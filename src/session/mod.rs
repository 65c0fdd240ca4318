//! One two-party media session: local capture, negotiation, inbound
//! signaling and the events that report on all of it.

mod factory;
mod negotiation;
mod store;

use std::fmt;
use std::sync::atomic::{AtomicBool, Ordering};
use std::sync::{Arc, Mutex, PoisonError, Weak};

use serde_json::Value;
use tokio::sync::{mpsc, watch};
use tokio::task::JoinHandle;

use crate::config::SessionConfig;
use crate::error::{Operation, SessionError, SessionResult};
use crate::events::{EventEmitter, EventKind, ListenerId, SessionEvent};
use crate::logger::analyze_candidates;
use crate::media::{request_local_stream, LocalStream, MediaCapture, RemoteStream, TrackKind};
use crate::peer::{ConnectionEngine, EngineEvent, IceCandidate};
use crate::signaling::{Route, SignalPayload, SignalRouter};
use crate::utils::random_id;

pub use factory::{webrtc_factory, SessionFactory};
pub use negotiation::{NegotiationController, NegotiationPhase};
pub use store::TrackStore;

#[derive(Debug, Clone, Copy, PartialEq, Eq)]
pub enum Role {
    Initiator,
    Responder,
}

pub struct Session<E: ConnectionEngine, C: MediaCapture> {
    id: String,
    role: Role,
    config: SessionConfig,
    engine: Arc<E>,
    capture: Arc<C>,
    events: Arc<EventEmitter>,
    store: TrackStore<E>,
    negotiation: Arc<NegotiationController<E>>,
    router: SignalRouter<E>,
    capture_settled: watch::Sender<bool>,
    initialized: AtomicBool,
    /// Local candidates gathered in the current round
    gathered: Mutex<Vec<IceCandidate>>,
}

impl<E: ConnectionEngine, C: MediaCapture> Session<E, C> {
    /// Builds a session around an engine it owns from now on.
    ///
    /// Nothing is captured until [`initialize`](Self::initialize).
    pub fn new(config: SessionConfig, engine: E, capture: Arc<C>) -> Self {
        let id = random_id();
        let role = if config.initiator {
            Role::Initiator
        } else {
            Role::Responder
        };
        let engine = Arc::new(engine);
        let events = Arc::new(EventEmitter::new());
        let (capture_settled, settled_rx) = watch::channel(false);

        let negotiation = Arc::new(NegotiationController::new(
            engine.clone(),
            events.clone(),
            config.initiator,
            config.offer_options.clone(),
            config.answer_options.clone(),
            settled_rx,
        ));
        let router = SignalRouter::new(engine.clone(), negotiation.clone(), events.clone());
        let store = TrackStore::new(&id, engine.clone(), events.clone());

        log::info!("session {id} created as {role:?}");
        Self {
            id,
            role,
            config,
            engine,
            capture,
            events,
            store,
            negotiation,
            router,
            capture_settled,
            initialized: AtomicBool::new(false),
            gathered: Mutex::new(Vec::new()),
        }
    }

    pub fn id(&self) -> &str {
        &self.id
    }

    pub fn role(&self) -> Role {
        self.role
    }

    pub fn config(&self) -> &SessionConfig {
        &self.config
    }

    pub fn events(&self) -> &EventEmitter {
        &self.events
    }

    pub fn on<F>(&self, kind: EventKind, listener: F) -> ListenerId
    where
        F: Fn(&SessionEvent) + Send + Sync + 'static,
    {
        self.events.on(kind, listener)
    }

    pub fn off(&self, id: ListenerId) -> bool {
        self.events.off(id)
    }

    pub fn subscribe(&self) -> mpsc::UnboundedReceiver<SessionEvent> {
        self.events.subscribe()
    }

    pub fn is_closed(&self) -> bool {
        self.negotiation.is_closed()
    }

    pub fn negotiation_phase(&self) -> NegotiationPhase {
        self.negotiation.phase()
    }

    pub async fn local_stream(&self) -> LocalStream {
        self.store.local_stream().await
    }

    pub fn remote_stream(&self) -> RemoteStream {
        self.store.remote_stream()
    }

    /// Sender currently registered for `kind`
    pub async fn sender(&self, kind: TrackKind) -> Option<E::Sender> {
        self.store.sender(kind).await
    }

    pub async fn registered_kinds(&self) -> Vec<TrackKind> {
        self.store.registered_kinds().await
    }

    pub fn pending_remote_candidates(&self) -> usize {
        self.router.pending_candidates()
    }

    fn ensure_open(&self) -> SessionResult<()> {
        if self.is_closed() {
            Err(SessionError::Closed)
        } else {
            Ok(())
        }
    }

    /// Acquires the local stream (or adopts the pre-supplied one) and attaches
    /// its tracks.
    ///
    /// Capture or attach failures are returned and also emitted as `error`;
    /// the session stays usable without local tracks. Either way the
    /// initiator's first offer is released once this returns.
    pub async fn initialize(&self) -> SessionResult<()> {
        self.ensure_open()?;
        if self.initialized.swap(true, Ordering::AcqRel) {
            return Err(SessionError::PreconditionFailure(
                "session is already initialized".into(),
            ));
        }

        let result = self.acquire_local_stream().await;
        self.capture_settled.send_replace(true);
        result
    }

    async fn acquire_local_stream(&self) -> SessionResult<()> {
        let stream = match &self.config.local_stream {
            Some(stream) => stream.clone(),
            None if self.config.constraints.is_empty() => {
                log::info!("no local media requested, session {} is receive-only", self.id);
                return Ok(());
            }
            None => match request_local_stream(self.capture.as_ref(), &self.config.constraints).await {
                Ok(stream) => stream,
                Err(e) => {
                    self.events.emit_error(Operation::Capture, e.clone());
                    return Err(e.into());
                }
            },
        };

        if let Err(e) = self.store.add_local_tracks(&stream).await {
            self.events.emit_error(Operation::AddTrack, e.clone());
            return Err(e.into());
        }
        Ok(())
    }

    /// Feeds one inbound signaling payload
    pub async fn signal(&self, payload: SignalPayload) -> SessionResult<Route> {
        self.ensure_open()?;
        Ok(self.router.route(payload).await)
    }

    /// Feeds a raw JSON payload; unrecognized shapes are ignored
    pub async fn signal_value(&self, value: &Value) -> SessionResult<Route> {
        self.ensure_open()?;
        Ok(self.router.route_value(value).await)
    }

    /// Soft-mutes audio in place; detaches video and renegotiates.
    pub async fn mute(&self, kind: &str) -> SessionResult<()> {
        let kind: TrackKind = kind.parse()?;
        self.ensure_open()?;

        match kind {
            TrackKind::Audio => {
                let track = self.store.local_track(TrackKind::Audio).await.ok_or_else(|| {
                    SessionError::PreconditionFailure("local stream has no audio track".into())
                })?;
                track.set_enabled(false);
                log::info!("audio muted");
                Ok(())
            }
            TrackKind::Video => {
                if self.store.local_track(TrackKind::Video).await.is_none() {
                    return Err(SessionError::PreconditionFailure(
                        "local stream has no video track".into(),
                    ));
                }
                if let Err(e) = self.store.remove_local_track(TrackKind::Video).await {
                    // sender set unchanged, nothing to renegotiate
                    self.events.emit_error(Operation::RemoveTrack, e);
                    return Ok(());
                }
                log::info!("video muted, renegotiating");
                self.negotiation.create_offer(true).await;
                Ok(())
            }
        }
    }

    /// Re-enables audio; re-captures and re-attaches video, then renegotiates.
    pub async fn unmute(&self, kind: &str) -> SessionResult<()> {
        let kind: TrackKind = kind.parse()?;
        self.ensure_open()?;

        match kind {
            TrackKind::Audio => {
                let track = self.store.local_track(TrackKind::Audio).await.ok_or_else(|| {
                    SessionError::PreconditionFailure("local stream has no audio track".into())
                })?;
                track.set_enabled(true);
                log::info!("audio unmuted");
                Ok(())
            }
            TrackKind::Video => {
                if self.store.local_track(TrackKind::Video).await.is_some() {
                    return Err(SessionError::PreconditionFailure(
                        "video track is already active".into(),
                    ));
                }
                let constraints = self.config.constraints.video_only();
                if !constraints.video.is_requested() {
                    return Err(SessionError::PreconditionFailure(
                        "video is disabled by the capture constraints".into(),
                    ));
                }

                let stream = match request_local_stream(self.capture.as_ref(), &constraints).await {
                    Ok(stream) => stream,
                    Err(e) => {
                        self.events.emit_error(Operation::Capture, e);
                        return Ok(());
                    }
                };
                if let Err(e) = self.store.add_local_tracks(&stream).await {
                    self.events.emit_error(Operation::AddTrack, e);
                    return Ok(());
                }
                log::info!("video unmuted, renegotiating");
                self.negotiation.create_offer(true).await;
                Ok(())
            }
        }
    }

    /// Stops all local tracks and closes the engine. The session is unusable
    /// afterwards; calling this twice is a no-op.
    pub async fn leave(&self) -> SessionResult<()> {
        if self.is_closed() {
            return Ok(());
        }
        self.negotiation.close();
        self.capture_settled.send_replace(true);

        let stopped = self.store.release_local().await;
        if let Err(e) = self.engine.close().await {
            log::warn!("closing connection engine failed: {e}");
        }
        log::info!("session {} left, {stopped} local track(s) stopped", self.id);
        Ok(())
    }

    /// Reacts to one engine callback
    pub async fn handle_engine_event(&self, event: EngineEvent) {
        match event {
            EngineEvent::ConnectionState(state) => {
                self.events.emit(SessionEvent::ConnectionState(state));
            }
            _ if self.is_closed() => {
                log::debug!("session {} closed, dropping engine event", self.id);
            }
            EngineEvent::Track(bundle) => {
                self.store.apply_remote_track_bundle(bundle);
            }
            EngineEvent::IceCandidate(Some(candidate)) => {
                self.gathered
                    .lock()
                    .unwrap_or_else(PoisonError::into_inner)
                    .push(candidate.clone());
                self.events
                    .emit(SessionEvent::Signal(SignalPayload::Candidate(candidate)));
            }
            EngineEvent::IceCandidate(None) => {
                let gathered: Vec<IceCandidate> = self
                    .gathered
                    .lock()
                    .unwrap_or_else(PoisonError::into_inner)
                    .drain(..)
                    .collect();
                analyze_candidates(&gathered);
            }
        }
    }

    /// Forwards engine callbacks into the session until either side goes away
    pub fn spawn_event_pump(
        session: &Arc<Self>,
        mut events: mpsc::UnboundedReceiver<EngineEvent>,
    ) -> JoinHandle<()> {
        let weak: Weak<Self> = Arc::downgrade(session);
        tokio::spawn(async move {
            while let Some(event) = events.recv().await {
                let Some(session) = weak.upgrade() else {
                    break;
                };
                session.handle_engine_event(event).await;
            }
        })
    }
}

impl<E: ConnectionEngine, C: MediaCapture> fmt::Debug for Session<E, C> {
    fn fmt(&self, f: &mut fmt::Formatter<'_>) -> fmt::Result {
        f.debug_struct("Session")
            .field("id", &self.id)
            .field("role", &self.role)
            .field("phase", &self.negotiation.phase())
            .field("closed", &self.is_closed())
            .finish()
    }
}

+===+

## TASK ITEM
Output, exactly and with no other text, the line that contains "closed, dropping engine" and all lines from there to the end of the records.

## SOLUTION TO THIS EXERCISE
                log::debug!("session {} closed, dropping engine event", self.id);
            }
            EngineEvent::Track(bundle) => {
                self.store.apply_remote_track_bundle(bundle);
            }
            EngineEvent::IceCandidate(Some(candidate)) => {
                self.gathered
                    .lock()
                    .unwrap_or_else(PoisonError::into_inner)
                    .push(candidate.clone());
                self.events
                    .emit(SessionEvent::Signal(SignalPayload::Candidate(candidate)));
            }
            EngineEvent::IceCandidate(None) => {
                let gathered: Vec<IceCandidate> = self
                    .gathered
                    .lock()
                    .unwrap_or_else(PoisonError::into_inner)
                    .drain(..)
                    .collect();
                analyze_candidates(&gathered);
            }
        }
    }

    /// Forwards engine callbacks into the session until either side goes away
    pub fn spawn_event_pump(
        session: &Arc<Self>,
        mut events: mpsc::UnboundedReceiver<EngineEvent>,
    ) -> JoinHandle<()> {
        let weak: Weak<Self> = Arc::downgrade(session);
        tokio::spawn(async move {
            while let Some(event) = events.recv().await {
                let Some(session) = weak.upgrade() else {
                    break;
                };
                session.handle_engine_event(event).await;
            }
        })
    }
}

impl<E: ConnectionEngine, C: MediaCapture> fmt::Debug for Session<E, C> {
    fn fmt(&self, f: &mut fmt::Formatter<'_>) -> fmt::Result {
        f.debug_struct("Session")
            .field("id", &self.id)
            .field("role", &self.role)
            .field("phase", &self.negotiation.phase())
            .field("closed", &self.is_closed())
            .finish()
    }
}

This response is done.